§ **DIRECTIONS FOR THIS TASK**
From the first line to the last, restate the data word for word.

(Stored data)

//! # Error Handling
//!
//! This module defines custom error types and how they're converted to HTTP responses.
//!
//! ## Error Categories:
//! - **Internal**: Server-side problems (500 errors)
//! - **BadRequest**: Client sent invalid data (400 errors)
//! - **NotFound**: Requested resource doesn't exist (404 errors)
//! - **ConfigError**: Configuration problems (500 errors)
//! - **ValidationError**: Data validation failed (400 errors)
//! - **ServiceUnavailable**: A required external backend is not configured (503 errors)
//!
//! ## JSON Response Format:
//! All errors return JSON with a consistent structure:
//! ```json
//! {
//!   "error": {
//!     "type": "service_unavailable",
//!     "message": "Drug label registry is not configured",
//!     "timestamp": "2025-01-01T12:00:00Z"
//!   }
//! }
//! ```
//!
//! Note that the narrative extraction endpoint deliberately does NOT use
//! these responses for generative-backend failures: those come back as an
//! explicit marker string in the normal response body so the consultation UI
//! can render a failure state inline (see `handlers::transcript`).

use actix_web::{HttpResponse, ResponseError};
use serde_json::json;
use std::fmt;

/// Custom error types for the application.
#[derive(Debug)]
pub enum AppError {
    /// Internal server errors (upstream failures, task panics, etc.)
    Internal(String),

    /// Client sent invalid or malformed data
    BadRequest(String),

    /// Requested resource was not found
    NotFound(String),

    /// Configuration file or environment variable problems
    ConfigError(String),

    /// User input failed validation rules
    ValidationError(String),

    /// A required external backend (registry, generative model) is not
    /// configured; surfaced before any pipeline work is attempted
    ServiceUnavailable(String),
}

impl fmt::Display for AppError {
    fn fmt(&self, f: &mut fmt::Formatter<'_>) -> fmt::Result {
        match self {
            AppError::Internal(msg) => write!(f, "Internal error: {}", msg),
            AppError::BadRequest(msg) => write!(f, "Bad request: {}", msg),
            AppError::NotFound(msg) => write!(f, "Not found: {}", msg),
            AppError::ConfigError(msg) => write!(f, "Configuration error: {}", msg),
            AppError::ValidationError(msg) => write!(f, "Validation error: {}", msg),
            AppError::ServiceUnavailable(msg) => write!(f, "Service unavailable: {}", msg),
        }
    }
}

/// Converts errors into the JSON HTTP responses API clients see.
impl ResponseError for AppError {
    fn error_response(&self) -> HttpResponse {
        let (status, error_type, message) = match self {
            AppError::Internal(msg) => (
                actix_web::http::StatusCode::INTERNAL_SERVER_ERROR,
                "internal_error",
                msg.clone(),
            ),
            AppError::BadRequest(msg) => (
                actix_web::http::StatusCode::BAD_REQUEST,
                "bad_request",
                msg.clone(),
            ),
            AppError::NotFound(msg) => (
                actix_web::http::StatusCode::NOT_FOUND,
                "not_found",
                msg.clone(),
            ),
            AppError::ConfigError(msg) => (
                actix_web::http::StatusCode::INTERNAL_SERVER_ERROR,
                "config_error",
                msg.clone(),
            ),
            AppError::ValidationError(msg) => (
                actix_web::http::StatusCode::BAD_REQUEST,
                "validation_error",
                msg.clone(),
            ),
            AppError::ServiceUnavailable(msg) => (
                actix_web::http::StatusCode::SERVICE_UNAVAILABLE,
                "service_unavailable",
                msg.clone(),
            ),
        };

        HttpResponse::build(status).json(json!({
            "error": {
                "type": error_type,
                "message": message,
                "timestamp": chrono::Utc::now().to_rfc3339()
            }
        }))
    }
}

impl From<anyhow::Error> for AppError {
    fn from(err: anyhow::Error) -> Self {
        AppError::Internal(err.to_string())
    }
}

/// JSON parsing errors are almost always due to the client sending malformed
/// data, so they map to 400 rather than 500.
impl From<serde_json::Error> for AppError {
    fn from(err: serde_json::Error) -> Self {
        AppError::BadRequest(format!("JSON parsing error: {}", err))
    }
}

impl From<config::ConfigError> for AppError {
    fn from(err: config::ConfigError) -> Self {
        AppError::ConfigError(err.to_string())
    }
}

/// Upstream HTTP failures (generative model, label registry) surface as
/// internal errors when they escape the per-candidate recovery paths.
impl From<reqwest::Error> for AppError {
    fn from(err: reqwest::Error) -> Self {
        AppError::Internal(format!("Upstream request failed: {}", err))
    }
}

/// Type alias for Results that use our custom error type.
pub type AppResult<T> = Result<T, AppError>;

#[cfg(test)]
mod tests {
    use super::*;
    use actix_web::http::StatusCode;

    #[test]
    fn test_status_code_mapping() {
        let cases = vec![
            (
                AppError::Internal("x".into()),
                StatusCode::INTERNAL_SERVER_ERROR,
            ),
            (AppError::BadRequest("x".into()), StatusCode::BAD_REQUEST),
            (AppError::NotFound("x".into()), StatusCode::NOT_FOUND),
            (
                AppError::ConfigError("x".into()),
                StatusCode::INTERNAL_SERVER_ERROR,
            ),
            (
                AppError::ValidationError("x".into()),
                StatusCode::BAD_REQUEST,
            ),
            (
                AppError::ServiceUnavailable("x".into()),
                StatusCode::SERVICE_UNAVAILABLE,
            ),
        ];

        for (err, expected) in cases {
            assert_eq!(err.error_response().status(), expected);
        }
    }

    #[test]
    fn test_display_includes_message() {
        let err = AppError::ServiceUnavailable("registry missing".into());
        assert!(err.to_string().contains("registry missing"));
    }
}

§ **ANSWER FOR THIS EXERCISE**
//! # Error Handling
//!
//! This module defines custom error types and how they're converted to HTTP responses.
//!
//! ## Error Categories:
//! - **Internal**: Server-side problems (500 errors)
//! - **BadRequest**: Client sent invalid data (400 errors)
//! - **NotFound**: Requested resource doesn't exist (404 errors)
//! - **ConfigError**: Configuration problems (500 errors)
//! - **ValidationError**: Data validation failed (400 errors)
//! - **ServiceUnavailable**: A required external backend is not configured (503 errors)
//!
//! ## JSON Response Format:
//! All errors return JSON with a consistent structure:
//! ```json
//! {
//!   "error": {
//!     "type": "service_unavailable",
//!     "message": "Drug label registry is not configured",
//!     "timestamp": "2025-01-01T12:00:00Z"
//!   }
//! }
//! ```
//!
//! Note that the narrative extraction endpoint deliberately does NOT use
//! these responses for generative-backend failures: those come back as an
//! explicit marker string in the normal response body so the consultation UI
//! can render a failure state inline (see `handlers::transcript`).

use actix_web::{HttpResponse, ResponseError};
use serde_json::json;
use std::fmt;

/// Custom error types for the application.
#[derive(Debug)]
pub enum AppError {
    /// Internal server errors (upstream failures, task panics, etc.)
    Internal(String),

    /// Client sent invalid or malformed data
    BadRequest(String),

    /// Requested resource was not found
    NotFound(String),

    /// Configuration file or environment variable problems
    ConfigError(String),

    /// User input failed validation rules
    ValidationError(String),

    /// A required external backend (registry, generative model) is not
    /// configured; surfaced before any pipeline work is attempted
    ServiceUnavailable(String),
}

impl fmt::Display for AppError {
    fn fmt(&self, f: &mut fmt::Formatter<'_>) -> fmt::Result {
        match self {
            AppError::Internal(msg) => write!(f, "Internal error: {}", msg),
            AppError::BadRequest(msg) => write!(f, "Bad request: {}", msg),
            AppError::NotFound(msg) => write!(f, "Not found: {}", msg),
            AppError::ConfigError(msg) => write!(f, "Configuration error: {}", msg),
            AppError::ValidationError(msg) => write!(f, "Validation error: {}", msg),
            AppError::ServiceUnavailable(msg) => write!(f, "Service unavailable: {}", msg),
        }
    }
}

/// Converts errors into the JSON HTTP responses API clients see.
impl ResponseError for AppError {
    fn error_response(&self) -> HttpResponse {
        let (status, error_type, message) = match self {
            AppError::Internal(msg) => (
                actix_web::http::StatusCode::INTERNAL_SERVER_ERROR,
                "internal_error",
                msg.clone(),
            ),
            AppError::BadRequest(msg) => (
                actix_web::http::StatusCode::BAD_REQUEST,
                "bad_request",
                msg.clone(),
            ),
            AppError::NotFound(msg) => (
                actix_web::http::StatusCode::NOT_FOUND,
                "not_found",
                msg.clone(),
            ),
            AppError::ConfigError(msg) => (
                actix_web::http::StatusCode::INTERNAL_SERVER_ERROR,
                "config_error",
                msg.clone(),
            ),
            AppError::ValidationError(msg) => (
                actix_web::http::StatusCode::BAD_REQUEST,
                "validation_error",
                msg.clone(),
            ),
            AppError::ServiceUnavailable(msg) => (
                actix_web::http::StatusCode::SERVICE_UNAVAILABLE,
                "service_unavailable",
                msg.clone(),
            ),
        };

        HttpResponse::build(status).json(json!({
            "error": {
                "type": error_type,
                "message": message,
                "timestamp": chrono::Utc::now().to_rfc3339()
            }
        }))
    }
}

impl From<anyhow::Error> for AppError {
    fn from(err: anyhow::Error) -> Self {
        AppError::Internal(err.to_string())
    }
}

/// JSON parsing errors are almost always due to the client sending malformed
/// data, so they map to 400 rather than 500.
impl From<serde_json::Error> for AppError {
    fn from(err: serde_json::Error) -> Self {
        AppError::BadRequest(format!("JSON parsing error: {}", err))
    }
}

impl From<config::ConfigError> for AppError {
    fn from(err: config::ConfigError) -> Self {
        AppError::ConfigError(err.to_string())
    }
}

/// Upstream HTTP failures (generative model, label registry) surface as
/// internal errors when they escape the per-candidate recovery paths.
impl From<reqwest::Error> for AppError {
    fn from(err: reqwest::Error) -> Self {
        AppError::Internal(format!("Upstream request failed: {}", err))
    }
}

/// Type alias for Results that use our custom error type.
pub type AppResult<T> = Result<T, AppError>;

#[cfg(test)]
mod tests {
    use super::*;
    use actix_web::http::StatusCode;

    #[test]
    fn test_status_code_mapping() {
        let cases = vec![
            (
                AppError::Internal("x".into()),
                StatusCode::INTERNAL_SERVER_ERROR,
            ),
            (AppError::BadRequest("x".into()), StatusCode::BAD_REQUEST),
            (AppError::NotFound("x".into()), StatusCode::NOT_FOUND),
            (
                AppError::ConfigError("x".into()),
                StatusCode::INTERNAL_SERVER_ERROR,
            ),
            (
                AppError::ValidationError("x".into()),
                StatusCode::BAD_REQUEST,
            ),
            (
                AppError::ServiceUnavailable("x".into()),
                StatusCode::SERVICE_UNAVAILABLE,
            ),
        ];

        for (err, expected) in cases {
            assert_eq!(err.error_response().status(), expected);
        }
    }

    #[test]
    fn test_display_includes_message() {
        let err = AppError::ServiceUnavailable("registry missing".into());
        assert!(err.to_string().contains("registry missing"));
    }
}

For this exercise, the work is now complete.